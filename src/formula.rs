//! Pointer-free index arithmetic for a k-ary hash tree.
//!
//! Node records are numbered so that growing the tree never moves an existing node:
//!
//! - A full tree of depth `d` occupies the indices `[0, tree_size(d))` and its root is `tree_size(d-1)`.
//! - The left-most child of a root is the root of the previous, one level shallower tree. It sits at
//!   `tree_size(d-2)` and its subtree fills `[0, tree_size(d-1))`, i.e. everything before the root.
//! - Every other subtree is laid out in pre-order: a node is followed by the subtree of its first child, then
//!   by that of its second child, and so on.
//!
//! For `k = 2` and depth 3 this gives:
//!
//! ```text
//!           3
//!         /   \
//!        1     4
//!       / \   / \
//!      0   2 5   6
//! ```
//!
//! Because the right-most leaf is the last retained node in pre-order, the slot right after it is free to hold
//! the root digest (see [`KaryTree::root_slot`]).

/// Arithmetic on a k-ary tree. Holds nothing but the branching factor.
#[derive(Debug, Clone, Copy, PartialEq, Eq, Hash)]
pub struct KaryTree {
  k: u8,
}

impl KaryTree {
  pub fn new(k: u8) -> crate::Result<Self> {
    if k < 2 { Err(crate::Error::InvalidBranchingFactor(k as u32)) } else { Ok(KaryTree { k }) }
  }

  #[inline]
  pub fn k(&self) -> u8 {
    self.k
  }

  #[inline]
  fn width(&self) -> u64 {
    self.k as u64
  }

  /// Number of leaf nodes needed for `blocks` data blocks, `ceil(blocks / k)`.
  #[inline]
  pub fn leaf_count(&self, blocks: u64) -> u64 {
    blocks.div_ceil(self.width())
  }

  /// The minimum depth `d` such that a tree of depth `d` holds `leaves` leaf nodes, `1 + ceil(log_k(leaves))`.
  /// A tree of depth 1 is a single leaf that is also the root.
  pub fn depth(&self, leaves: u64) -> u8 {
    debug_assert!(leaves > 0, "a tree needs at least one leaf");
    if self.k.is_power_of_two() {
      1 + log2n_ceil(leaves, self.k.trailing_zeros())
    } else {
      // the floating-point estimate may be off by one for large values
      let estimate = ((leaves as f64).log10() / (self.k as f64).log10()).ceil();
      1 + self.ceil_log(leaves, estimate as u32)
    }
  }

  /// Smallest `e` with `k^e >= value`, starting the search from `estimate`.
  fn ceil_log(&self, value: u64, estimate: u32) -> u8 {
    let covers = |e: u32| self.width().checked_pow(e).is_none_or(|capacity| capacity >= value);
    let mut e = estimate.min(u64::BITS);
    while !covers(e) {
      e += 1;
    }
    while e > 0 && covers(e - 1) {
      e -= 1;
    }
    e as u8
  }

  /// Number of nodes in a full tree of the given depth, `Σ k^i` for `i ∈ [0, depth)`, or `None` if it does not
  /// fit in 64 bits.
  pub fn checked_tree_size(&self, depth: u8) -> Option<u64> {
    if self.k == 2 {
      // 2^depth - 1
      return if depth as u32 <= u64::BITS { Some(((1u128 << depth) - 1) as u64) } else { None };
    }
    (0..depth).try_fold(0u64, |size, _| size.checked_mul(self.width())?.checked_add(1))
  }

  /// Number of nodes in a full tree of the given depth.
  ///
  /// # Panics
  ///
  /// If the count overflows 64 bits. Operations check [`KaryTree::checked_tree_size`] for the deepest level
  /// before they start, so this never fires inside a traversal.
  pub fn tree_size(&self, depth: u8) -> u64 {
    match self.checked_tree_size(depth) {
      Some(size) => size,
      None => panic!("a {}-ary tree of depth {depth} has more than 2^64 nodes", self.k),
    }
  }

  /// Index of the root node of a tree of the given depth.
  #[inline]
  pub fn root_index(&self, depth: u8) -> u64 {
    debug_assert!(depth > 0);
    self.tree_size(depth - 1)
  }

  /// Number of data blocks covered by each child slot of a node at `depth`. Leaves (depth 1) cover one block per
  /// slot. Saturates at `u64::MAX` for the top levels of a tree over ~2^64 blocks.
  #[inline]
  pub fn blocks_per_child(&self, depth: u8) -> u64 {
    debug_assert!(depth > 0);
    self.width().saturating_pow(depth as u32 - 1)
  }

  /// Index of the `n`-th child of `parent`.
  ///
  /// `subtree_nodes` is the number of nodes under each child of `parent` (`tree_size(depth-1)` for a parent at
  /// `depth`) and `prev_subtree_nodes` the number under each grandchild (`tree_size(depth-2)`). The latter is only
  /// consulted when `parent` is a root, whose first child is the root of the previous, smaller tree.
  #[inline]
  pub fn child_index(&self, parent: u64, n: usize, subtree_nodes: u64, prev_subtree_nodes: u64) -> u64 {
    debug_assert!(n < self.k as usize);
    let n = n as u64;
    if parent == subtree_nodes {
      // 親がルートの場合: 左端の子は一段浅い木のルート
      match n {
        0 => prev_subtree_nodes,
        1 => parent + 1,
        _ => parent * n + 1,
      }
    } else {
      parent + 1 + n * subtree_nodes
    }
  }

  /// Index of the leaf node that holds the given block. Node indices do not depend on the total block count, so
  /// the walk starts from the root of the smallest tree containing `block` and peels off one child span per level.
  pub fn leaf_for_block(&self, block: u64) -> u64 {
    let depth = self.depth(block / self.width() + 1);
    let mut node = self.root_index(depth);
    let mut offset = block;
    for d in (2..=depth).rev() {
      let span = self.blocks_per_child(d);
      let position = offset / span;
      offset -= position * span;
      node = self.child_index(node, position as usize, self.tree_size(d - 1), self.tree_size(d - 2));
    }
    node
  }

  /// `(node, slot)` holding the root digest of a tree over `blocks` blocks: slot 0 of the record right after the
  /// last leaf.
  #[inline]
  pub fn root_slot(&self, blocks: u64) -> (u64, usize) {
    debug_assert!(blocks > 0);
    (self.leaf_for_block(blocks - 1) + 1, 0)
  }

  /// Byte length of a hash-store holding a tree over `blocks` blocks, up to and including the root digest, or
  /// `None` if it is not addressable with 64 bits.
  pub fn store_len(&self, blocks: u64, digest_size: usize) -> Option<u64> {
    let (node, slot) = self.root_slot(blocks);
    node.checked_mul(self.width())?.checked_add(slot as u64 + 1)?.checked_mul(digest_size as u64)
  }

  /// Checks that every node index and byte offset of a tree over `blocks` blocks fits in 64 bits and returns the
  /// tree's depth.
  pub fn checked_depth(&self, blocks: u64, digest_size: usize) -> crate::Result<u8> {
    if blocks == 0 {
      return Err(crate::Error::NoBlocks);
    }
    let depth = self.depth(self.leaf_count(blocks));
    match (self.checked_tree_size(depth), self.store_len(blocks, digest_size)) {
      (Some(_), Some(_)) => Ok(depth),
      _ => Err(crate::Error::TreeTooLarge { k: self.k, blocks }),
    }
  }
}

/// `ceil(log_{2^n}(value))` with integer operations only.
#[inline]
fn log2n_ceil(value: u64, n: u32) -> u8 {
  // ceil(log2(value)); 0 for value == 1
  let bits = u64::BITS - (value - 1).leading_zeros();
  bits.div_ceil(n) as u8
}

TASK:
Among the records above, find each line containing the string "parent" and copy it.

ANSWER BELOW:
  /// Index of the `n`-th child of `parent`.
  /// `subtree_nodes` is the number of nodes under each child of `parent` (`tree_size(depth-1)` for a parent at
  /// consulted when `parent` is a root, whose first child is the root of the previous, smaller tree.
  pub fn child_index(&self, parent: u64, n: usize, subtree_nodes: u64, prev_subtree_nodes: u64) -> u64 {
    if parent == subtree_nodes {
        1 => parent + 1,
        _ => parent * n + 1,
      parent + 1 + n * subtree_nodes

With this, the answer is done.